[Stored data entries]

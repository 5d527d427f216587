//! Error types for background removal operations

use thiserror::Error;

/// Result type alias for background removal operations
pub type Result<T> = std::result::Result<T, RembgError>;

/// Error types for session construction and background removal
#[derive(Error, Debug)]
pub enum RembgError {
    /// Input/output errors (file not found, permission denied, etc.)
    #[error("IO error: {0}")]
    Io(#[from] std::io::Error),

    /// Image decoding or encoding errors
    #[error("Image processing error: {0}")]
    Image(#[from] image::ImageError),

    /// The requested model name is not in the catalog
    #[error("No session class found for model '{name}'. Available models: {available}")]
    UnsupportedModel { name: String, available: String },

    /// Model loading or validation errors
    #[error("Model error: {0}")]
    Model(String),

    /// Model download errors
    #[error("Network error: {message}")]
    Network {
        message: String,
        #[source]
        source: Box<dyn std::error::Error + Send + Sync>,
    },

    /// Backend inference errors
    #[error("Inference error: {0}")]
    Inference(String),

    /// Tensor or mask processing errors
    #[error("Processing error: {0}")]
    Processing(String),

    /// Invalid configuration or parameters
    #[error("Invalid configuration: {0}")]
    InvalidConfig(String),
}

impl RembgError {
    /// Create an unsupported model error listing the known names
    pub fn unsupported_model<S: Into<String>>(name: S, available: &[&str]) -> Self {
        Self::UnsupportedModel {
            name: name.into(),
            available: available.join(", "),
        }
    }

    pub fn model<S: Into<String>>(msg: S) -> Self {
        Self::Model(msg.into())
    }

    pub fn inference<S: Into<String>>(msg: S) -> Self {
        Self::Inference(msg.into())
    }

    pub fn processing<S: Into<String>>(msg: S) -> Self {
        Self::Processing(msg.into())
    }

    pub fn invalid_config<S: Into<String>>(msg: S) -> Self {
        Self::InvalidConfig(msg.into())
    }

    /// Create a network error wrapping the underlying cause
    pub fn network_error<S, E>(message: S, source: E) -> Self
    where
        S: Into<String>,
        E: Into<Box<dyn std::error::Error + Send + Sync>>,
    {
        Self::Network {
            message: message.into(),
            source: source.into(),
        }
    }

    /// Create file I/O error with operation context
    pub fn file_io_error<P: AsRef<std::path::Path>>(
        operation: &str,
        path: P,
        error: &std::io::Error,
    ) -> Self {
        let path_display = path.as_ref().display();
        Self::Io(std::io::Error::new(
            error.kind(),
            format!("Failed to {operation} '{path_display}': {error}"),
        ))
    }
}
...
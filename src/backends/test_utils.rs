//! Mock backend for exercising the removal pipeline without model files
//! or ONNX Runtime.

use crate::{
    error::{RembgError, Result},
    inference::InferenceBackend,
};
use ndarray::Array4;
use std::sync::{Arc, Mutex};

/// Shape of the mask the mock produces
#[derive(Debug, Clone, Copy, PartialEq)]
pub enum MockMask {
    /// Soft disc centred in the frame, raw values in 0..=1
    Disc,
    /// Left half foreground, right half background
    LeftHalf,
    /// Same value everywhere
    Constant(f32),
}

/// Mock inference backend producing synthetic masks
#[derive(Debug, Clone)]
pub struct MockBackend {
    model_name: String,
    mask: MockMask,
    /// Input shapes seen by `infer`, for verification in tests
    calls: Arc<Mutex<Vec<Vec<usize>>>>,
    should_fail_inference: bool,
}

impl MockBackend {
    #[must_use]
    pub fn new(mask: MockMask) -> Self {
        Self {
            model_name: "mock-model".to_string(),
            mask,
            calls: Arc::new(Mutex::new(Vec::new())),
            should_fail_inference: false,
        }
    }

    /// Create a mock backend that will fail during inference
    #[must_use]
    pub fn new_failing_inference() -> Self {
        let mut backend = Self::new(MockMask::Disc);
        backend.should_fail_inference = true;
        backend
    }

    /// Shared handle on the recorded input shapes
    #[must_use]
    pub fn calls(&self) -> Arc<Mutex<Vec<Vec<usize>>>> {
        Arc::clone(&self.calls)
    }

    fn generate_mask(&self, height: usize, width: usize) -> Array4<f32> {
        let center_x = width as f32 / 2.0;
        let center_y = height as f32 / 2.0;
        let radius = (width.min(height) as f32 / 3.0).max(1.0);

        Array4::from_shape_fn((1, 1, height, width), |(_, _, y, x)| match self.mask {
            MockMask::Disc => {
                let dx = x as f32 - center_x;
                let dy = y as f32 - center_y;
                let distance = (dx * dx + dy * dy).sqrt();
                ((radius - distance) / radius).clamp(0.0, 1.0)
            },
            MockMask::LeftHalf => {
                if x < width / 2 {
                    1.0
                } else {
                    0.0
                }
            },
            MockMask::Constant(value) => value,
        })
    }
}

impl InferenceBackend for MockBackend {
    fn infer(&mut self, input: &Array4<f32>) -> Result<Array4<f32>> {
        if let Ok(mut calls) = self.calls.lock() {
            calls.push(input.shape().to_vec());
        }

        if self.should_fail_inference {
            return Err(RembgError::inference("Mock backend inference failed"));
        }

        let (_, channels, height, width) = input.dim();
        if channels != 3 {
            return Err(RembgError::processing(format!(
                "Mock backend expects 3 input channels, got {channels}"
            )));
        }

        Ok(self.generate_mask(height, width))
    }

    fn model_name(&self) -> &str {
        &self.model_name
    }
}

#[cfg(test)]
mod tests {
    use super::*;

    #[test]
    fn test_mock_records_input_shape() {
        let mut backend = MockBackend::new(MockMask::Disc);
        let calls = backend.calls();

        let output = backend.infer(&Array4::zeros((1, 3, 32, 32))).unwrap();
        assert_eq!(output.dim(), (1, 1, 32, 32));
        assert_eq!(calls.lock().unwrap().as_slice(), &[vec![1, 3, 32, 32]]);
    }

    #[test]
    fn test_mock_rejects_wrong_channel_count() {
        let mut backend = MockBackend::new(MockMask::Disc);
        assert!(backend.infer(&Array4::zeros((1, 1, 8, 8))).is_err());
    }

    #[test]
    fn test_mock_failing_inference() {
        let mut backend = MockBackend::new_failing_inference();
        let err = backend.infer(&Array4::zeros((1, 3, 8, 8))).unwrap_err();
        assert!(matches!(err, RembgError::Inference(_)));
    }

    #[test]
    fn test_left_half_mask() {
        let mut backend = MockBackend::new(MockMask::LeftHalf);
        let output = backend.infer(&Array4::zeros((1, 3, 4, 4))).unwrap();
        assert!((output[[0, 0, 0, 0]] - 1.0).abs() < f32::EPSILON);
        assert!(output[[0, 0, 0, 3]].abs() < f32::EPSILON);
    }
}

> _Task goal_
Check each line of the entries above, and show every one holding the word "types".

> _Your response_
//! Error types for background removal operations
/// Error types for session construction and background removal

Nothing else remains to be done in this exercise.